Record excerpts Block Start
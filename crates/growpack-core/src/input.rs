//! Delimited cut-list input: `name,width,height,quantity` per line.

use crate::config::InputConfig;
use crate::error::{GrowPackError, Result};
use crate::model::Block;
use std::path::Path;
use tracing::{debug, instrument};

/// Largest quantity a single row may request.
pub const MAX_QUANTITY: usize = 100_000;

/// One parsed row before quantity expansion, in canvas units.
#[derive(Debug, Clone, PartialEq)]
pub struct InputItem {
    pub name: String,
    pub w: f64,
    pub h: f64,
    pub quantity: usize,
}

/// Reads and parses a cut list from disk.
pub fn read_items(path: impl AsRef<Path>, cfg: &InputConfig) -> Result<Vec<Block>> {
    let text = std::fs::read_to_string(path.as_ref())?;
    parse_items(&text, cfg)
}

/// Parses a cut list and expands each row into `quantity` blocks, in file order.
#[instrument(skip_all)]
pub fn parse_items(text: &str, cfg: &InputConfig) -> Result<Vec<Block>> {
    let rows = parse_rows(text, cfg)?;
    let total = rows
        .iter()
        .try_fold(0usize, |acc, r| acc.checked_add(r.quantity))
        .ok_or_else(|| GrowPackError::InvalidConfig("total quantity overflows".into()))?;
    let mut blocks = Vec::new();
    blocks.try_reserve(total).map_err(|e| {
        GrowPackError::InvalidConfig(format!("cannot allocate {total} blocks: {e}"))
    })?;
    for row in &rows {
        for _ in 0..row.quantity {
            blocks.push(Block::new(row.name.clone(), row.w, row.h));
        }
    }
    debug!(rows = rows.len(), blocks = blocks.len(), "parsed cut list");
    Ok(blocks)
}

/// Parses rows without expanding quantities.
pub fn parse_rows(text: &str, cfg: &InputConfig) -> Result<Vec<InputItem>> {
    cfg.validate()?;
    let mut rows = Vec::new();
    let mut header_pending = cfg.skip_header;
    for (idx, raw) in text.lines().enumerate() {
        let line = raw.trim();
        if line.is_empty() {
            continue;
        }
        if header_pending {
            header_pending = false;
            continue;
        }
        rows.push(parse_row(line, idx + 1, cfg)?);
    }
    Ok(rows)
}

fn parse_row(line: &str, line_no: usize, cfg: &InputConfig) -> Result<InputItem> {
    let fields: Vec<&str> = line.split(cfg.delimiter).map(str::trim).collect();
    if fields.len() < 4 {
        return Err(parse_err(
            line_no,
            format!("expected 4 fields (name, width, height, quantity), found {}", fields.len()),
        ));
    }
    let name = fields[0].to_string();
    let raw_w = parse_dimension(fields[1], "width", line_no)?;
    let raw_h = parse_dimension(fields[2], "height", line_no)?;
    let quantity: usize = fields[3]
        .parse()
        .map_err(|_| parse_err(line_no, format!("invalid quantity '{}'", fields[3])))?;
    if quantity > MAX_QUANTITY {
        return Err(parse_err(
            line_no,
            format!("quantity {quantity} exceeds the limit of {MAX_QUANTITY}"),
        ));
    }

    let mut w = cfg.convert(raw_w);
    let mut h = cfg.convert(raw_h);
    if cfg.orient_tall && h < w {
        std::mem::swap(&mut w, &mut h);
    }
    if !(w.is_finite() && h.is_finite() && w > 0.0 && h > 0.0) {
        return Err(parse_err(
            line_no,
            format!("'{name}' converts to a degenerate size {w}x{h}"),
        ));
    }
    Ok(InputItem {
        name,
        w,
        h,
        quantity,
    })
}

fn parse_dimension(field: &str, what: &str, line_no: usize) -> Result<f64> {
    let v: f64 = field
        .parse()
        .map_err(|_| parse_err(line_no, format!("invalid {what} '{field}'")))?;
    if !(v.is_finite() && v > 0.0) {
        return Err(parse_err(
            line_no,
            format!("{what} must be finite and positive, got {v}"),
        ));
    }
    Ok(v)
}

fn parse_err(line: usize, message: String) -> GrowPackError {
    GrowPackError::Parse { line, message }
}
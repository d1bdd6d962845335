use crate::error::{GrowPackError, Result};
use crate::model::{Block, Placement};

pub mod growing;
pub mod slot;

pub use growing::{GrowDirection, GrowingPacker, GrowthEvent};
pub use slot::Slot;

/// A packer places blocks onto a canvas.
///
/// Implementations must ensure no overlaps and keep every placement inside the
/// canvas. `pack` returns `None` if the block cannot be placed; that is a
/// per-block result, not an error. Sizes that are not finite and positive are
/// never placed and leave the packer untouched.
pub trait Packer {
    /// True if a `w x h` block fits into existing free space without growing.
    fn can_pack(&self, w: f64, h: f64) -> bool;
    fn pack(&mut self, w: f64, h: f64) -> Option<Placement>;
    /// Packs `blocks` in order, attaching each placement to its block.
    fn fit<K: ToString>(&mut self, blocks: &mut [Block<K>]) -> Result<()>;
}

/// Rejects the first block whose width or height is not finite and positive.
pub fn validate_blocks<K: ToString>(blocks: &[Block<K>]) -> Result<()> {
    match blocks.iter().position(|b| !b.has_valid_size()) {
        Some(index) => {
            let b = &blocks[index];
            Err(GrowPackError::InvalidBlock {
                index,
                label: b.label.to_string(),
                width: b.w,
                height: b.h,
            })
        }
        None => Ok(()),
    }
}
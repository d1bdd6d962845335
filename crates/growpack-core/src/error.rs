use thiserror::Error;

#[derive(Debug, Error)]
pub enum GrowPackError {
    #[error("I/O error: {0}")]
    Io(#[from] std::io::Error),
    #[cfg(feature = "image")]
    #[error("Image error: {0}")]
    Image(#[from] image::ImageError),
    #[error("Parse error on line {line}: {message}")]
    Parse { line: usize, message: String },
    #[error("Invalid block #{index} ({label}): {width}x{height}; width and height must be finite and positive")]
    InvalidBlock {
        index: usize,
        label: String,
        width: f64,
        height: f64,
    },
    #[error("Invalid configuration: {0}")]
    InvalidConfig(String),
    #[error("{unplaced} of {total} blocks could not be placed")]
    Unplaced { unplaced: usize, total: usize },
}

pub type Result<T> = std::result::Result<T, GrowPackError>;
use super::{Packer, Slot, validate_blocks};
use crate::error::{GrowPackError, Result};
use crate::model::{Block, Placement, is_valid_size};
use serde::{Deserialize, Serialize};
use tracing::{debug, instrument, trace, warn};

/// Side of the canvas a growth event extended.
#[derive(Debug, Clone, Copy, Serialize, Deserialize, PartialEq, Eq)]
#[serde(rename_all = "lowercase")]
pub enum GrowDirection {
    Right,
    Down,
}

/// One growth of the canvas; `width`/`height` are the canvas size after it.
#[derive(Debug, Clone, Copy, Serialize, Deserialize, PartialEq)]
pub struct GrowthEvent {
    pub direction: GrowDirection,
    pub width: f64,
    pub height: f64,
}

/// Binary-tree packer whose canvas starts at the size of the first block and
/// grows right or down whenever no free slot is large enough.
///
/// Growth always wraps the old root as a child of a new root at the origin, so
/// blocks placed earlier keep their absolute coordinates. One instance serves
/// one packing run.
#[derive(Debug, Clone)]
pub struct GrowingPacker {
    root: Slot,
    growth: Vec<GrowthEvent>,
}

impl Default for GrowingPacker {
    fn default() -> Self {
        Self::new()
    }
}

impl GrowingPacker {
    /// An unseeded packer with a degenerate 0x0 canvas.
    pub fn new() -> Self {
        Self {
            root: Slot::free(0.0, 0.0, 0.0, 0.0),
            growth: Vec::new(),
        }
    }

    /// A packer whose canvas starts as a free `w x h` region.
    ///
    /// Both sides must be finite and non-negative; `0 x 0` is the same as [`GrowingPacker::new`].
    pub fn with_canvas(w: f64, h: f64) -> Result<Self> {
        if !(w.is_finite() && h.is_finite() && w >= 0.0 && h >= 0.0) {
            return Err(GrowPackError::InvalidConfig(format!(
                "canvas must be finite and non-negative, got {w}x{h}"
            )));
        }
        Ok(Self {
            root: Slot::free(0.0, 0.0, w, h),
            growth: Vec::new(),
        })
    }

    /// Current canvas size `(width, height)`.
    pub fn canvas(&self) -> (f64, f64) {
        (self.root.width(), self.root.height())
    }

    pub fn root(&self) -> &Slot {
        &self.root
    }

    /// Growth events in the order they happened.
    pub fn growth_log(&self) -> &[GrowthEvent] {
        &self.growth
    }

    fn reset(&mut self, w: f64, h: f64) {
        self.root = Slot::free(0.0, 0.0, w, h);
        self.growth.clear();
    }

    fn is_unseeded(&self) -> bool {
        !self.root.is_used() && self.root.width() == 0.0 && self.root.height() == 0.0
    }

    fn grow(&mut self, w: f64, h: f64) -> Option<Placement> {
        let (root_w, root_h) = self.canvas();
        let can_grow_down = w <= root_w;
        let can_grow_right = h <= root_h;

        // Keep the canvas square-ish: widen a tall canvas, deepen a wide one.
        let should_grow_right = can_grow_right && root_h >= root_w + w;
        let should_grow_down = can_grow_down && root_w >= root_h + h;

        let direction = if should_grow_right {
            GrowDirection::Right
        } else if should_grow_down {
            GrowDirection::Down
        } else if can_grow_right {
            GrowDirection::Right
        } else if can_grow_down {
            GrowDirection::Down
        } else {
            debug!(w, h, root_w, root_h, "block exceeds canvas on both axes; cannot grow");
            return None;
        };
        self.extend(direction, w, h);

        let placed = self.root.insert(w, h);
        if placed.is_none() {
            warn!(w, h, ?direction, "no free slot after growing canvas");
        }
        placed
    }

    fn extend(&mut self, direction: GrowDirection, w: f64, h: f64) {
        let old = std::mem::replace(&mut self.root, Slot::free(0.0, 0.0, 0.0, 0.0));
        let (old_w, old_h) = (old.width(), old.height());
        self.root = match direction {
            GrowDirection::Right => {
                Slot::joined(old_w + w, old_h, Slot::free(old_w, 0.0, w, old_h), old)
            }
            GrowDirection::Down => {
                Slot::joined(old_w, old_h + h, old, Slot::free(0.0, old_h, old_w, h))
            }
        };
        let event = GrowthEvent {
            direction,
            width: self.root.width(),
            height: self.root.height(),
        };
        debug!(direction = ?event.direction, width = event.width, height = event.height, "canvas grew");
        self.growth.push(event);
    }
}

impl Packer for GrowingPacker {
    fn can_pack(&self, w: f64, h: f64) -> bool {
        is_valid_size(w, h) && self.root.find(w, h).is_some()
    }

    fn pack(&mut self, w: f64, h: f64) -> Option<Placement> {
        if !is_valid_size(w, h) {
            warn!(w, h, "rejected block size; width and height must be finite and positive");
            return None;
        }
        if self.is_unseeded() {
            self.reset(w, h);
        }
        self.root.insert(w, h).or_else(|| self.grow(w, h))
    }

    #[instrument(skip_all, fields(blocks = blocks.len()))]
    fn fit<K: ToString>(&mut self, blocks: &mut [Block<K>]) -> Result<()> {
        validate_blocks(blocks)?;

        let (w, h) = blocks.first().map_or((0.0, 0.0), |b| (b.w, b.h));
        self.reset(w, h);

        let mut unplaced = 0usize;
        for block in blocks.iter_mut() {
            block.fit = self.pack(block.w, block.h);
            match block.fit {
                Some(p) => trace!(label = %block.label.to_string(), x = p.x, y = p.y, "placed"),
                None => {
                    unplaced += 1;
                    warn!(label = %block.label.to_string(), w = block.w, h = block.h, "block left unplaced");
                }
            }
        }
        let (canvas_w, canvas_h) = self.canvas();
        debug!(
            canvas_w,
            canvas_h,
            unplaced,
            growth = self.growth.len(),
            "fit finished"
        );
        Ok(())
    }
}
Record excerpts Block End
**Instructions for the task**: Pull every line containing the word "Copy" out of the material.

**Task result**:
#[derive(Debug, Clone, Copy, Serialize, Deserialize, PartialEq, Eq)]
#[derive(Debug, Clone, Copy, Serialize, Deserialize, PartialEq)]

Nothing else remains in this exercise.